> **Exercise instructions**
The answer is every line of the records that holds the word "output", copied in full.

(Stored dataset items)
------------------------------------------------------------

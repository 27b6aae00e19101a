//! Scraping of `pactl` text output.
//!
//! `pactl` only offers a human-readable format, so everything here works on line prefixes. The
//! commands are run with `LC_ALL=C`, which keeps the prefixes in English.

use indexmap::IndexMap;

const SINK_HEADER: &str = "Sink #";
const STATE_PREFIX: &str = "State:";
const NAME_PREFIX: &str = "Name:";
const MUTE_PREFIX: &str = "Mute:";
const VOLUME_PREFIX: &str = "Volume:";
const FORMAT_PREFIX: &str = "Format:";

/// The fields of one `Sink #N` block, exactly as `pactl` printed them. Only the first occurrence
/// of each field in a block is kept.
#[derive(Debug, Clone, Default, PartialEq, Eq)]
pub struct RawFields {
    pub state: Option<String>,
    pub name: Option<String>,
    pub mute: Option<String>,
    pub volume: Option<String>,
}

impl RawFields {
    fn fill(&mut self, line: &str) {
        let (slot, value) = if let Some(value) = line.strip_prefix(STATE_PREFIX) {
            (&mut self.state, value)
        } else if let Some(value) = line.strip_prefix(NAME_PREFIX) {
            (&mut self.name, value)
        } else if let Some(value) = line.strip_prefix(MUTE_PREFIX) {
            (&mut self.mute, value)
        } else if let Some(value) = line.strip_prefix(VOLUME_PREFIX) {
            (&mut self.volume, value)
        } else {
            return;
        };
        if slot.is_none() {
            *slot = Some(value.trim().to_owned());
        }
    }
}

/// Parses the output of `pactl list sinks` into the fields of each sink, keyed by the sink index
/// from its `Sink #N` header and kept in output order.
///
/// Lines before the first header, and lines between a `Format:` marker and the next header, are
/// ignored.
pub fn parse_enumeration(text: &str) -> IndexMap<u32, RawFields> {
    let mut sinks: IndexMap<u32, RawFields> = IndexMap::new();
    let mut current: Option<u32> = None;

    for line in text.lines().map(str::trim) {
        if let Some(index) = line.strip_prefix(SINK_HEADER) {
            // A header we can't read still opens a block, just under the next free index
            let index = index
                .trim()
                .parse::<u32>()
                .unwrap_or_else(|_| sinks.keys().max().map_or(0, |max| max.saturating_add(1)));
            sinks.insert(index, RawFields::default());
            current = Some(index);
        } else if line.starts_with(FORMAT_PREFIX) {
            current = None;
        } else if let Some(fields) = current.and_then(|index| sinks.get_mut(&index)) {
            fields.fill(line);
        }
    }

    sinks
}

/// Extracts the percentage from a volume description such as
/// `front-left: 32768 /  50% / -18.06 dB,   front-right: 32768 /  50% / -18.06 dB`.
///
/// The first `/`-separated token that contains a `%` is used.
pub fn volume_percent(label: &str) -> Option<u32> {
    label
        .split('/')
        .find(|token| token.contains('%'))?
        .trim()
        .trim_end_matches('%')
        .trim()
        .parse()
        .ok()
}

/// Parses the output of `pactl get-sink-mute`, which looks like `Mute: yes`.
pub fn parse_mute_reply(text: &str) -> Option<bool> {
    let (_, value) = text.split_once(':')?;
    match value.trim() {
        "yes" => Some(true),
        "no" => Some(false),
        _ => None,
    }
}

------------------------------------------------------------

> **Answer box**
//! Scraping of `pactl` text output.
/// Parses the output of `pactl list sinks` into the fields of each sink, keyed by the sink index
/// from its `Sink #N` header and kept in output order.
/// Parses the output of `pactl get-sink-mute`, which looks like `Mute: yes`.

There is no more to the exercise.